We want 981 in the end not 2345. IMDB is the target, not wiki. We’re talking about “transfer” learning of the the LM.

See where we do:
r = stoi2[w]

But you don’t want to throw away the 2345 because you’ll need it when you train the classifier.

(adrian) #394

I found using a 1/50th subset of the data (ie trn_texts[:1500], val_texts[:500]) was a reasonable compromise between fair results and being fast enough to tweak to understand whats going on.

when running the following on a GTX1080Ti, 1, wds=wd, use_clr=(20,10), cycle_len=15)

#for full dataset after 5 hrs:

epoch trn_loss val_loss accuracy
14 4.045284 4.072163 0.299391

#1/50th dataset after 213 seconds:
14 4.899093 4.919841 0.187322

#1/100th dataset after 96 seconds:
14 5.937064 5.737786 0.097723

NB these results are for a baseline test without the wiki103 model weights (accuracy with the model significantly better)

(Jeremy Howard) #395

After sorting the chunks by size, I then:

sort_idx = np.concatenate(np.random.permutation(ck_idx))
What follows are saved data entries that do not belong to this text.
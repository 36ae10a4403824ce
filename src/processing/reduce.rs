//! Column reducers over a sequence of rows.
//!
//! Every reducer takes a slice of rows (a `Table`'s records, or raw [`Value`]s) and an
//! [`Accessor`] selecting the value to reduce.
//!
//! - `Null` values are ignored by every reducer except [`count`].
//! - Numeric reducers reject non-numeric values with [`TableError::TypeMismatch`].
//! - Statistics that divide by the number of values fail with
//!   [`TableError::InsufficientData`] instead of producing `NaN`/`inf`.

use std::cmp::Ordering;

use indexmap::IndexMap;

use crate::accessor::{Accessor, Row};
use crate::error::{TableError, TableResult};
use crate::stats::{self, KahanSum, VarianceKind};
use crate::types::{value_key, Value};

/// Built-in reduction operations over a single column.
#[derive(Debug, Clone, Copy, PartialEq, Eq)]
pub enum ReduceOp {
    /// Count all rows (including nulls).
    Count,
    /// Sum of numeric values, typed like `agg`'s `Sum`: `Int64` for all-integer input
    /// that does not overflow, otherwise a compensated `Float64`.
    Sum,
    /// Minimum value.
    Min,
    /// Maximum value.
    Max,
    /// `max - min` of numeric values.
    Range,
    /// Compensated mean.
    Avg,
    /// Sample variance.
    Variance,
    /// Sample standard deviation.
    StDev,
    /// Median of numeric values.
    Median,
}

/// Reduce a column using a built-in [`ReduceOp`].
///
/// `Min`/`Max`/`Range` over no values return `Value::Null`; the other statistics
/// propagate their errors.
pub fn reduce<R: Row>(rows: &[R], accessor: &Accessor<'_, R>, op: ReduceOp) -> TableResult<Value> {
    Ok(match op {
        ReduceOp::Count => Value::Int64(count(rows) as i64),
        ReduceOp::Sum => sum_value(rows, accessor)?,
        ReduceOp::Min => min(rows, accessor)?.unwrap_or(Value::Null),
        ReduceOp::Max => max(rows, accessor)?.unwrap_or(Value::Null),
        ReduceOp::Range => range(rows, accessor)?.into(),
        ReduceOp::Avg => Value::Float64(avg(rows, accessor)?),
        ReduceOp::Variance => Value::Float64(variance(rows, accessor)?),
        ReduceOp::StDev => Value::Float64(stdev(rows, accessor)?),
        ReduceOp::Median => Value::Float64(median(rows, accessor)?),
    })
}

/// Numeric values of a column, nulls skipped.
pub fn numbers<R: Row>(rows: &[R], accessor: &Accessor<'_, R>) -> TableResult<Vec<f64>> {
    let mut out = Vec::with_capacity(rows.len());
    for row in rows {
        if let Some(v) = numeric(&*accessor.extract(row)?)? {
            out.push(v);
        }
    }
    Ok(out)
}

/// `Ok(None)` for null, the number for numeric values, an error otherwise.
pub(crate) fn numeric(value: &Value) -> TableResult<Option<f64>> {
    match value {
        Value::Null => Ok(None),
        other => other.as_f64().map(Some).ok_or(TableError::TypeMismatch {
            expected: "number",
            found: other.type_name(),
        }),
    }
}

/// Number of rows.
pub fn count<R>(rows: &[R]) -> usize {
    rows.len()
}

/// Number of rows for which `predicate` holds.
pub fn count_where<R, F>(rows: &[R], mut predicate: F) -> usize
where
    F: FnMut(&R) -> bool,
{
    rows.iter().filter(|row| predicate(row)).count()
}

/// Kahan-compensated sum. An empty input sums to `0.0`.
pub fn sum<R: Row>(rows: &[R], accessor: &Accessor<'_, R>) -> TableResult<f64> {
    let mut acc = KahanSum::new();
    for row in rows {
        if let Some(v) = numeric(&*accessor.extract(row)?)? {
            acc.add(v);
        }
    }
    Ok(acc.total())
}

/// Sum as a [`Value`]: an exact `Int64` while every input is an integer and the total
/// fits, the compensated `Float64` total otherwise.
pub fn sum_value<R: Row>(rows: &[R], accessor: &Accessor<'_, R>) -> TableResult<Value> {
    let mut exact = Some(0i64);
    let mut acc = KahanSum::new();
    for row in rows {
        let value = accessor.extract(row)?;
        if let Some(v) = numeric(&value)? {
            acc.add(v);
            exact = match (exact, &*value) {
                (Some(total), Value::Int64(i)) => total.checked_add(*i),
                _ => None,
            };
        }
    }
    Ok(exact.map_or(Value::Float64(acc.total()), Value::Int64))
}

/// Compensated mean of the non-null values.
pub fn avg<R: Row>(rows: &[R], accessor: &Accessor<'_, R>) -> TableResult<f64> {
    let values = numbers(rows, accessor)?;
    stats::mean(&values).ok_or(TableError::InsufficientData {
        op: "avg",
        required: 1,
        found: values.len(),
    })
}

/// Sample variance (`n - 1`).
pub fn variance<R: Row>(rows: &[R], accessor: &Accessor<'_, R>) -> TableResult<f64> {
    variance_with(rows, accessor, VarianceKind::Sample)
}

/// Variance with an explicit divisor convention.
pub fn variance_with<R: Row>(
    rows: &[R],
    accessor: &Accessor<'_, R>,
    kind: VarianceKind,
) -> TableResult<f64> {
    let values = numbers(rows, accessor)?;
    stats::variance(&values, kind).ok_or(TableError::InsufficientData {
        op: "variance",
        required: kind.min_count(),
        found: values.len(),
    })
}

/// Sample standard deviation (`n - 1`).
pub fn stdev<R: Row>(rows: &[R], accessor: &Accessor<'_, R>) -> TableResult<f64> {
    stdev_with(rows, accessor, VarianceKind::Sample)
}

/// Standard deviation with an explicit divisor convention.
pub fn stdev_with<R: Row>(rows: &[R], accessor: &Accessor<'_, R>, kind: VarianceKind) -> TableResult<f64> {
    let values = numbers(rows, accessor)?;
    stats::std_dev(&values, kind).ok_or(TableError::InsufficientData {
        op: "stdev",
        required: kind.min_count(),
        found: values.len(),
    })
}

fn paired_numbers<R: Row>(
    rows: &[R],
    first: &Accessor<'_, R>,
    second: &Accessor<'_, R>,
) -> TableResult<(Vec<f64>, Vec<f64>)> {
    let mut xs = Vec::with_capacity(rows.len());
    let mut ys = Vec::with_capacity(rows.len());
    for row in rows {
        let x = numeric(&*first.extract(row)?)?;
        let y = numeric(&*second.extract(row)?)?;
        if let (Some(x), Some(y)) = (x, y) {
            xs.push(x);
            ys.push(y);
        }
    }
    Ok((xs, ys))
}

/// Sample covariance of two columns. Rows where either side is null are skipped.
pub fn covariance<R: Row>(rows: &[R], first: &Accessor<'_, R>, second: &Accessor<'_, R>) -> TableResult<f64> {
    let (xs, ys) = paired_numbers(rows, first, second)?;
    stats::covariance(&xs, &ys, VarianceKind::Sample).ok_or(TableError::InsufficientData {
        op: "covariance",
        required: 2,
        found: xs.len(),
    })
}

/// Pearson correlation of two columns.
pub fn correlation<R: Row>(rows: &[R], first: &Accessor<'_, R>, second: &Accessor<'_, R>) -> TableResult<f64> {
    let (xs, ys) = paired_numbers(rows, first, second)?;
    if xs.len() < 2 {
        return Err(TableError::InsufficientData {
            op: "correlation",
            required: 2,
            found: xs.len(),
        });
    }
    stats::correlation(&xs, &ys).ok_or(TableError::ZeroVariance { op: "correlation" })
}

fn extreme<R: Row>(rows: &[R], accessor: &Accessor<'_, R>, keep: Ordering) -> TableResult<Option<Value>> {
    let mut best: Option<Value> = None;
    for row in rows {
        let value = accessor.extract(row)?;
        if value.is_null() {
            continue;
        }
        best = match best {
            Some(current) if value.try_cmp(&current)? != keep => Some(current),
            _ => Some(value.into_owned()),
        };
    }
    Ok(best)
}

/// Smallest non-null value, or `None` if there is none.
pub fn min<R: Row>(rows: &[R], accessor: &Accessor<'_, R>) -> TableResult<Option<Value>> {
    extreme(rows, accessor, Ordering::Less)
}

/// Largest non-null value, or `None` if there is none.
pub fn max<R: Row>(rows: &[R], accessor: &Accessor<'_, R>) -> TableResult<Option<Value>> {
    extreme(rows, accessor, Ordering::Greater)
}

/// `max - min` over numeric values, or `None` if there are none.
///
/// Values are ordered with [`f64::total_cmp`] like [`min`] and [`max`], so a `NaN`
/// input makes the range `NaN`.
pub fn range<R: Row>(rows: &[R], accessor: &Accessor<'_, R>) -> TableResult<Option<f64>> {
    let values = numbers(rows, accessor)?;
    let lo = values.iter().copied().min_by(f64::total_cmp);
    let hi = values.iter().copied().max_by(f64::total_cmp);
    Ok(lo.zip(hi).map(|(lo, hi)| hi - lo))
}

/// Median of the numeric values. The input rows are never reordered.
pub fn median<R: Row>(rows: &[R], accessor: &Accessor<'_, R>) -> TableResult<f64> {
    let values = numbers(rows, accessor)?;
    stats::median(&values).ok_or(TableError::InsufficientData {
        op: "median",
        required: 1,
        found: 0,
    })
}

/// Most frequent non-null value(s); ties are returned in first-seen order.
pub fn mode<R: Row>(rows: &[R], accessor: &Accessor<'_, R>) -> TableResult<Vec<Value>> {
    let mut counts: IndexMap<String, (Value, usize)> = IndexMap::new();
    for row in rows {
        let value = accessor.extract(row)?;
        if value.is_null() {
            continue;
        }
        let key = value_key(&value);
        counts.entry(key).or_insert_with(|| (value.into_owned(), 0)).1 += 1;
    }
    let top = counts.values().map(|(_, n)| *n).max().unwrap_or(0);
    Ok(counts
        .into_values()
        .filter(|(_, n)| *n == top)
        .map(|(v, _)| v)
        .collect())
}

/// Distinct values (nulls included) in first-occurrence order.
pub fn unique<R: Row>(rows: &[R], accessor: &Accessor<'_, R>) -> TableResult<Vec<Value>> {
    let mut seen: IndexMap<String, Value> = IndexMap::new();
    for row in rows {
        let value = accessor.extract(row)?;
        let key = value_key(&value);
        seen.entry(key).or_insert_with(|| value.into_owned());
    }
    Ok(seen.into_values().collect())
}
So the chunks are then randomized again. But within each chunk everything is a similar size. Try looking at just 128 or so rows in your graph and you should see it.

(Even Oldridge) #396

Ah, the output makes sense now. That means the solution I was thinking of won’t work in this case. The first batch should be ck_idx[0], but i’ll have to think about how to force that and what the implications are.

(Jeremy Howard) #397

@even maybe just change the SortishSampler so it always puts the largest batch first?

(Arvind Nagaraj) #398

Is the idea that sorting batches in descending order of sequence lengths could address the GPU memory clog problem?

(nok) #399

similar performance… will try using 1/50 of the data! thx

(Arvind Nagaraj) #400

Just to be clear, the real measure of the LM performance is not the val_loss but e^val_loss…so it’s a massive difference in perplexity score if your val_loss is 4.1 vs 4.9

But then, again, if you’re just trying to understand what’s going on, it’s better to start small. In this case you always can load your original saved weights back up and retrain if things get messed up.

Another point to note:
You don’t want to be throwing away imdb reviews during the classification phase. Jeremy’s slide does show that the LM backbone greatly helps with small volume datasets, but to truly measure the success, we need all of the 50k reviews.
If the LM was trained with a small subset, the classifier will have to bear the burden of the remaining training.

(Jeremy Howard) #401

Yeah sampling is rarely a good idea. Instead, just do less epochs.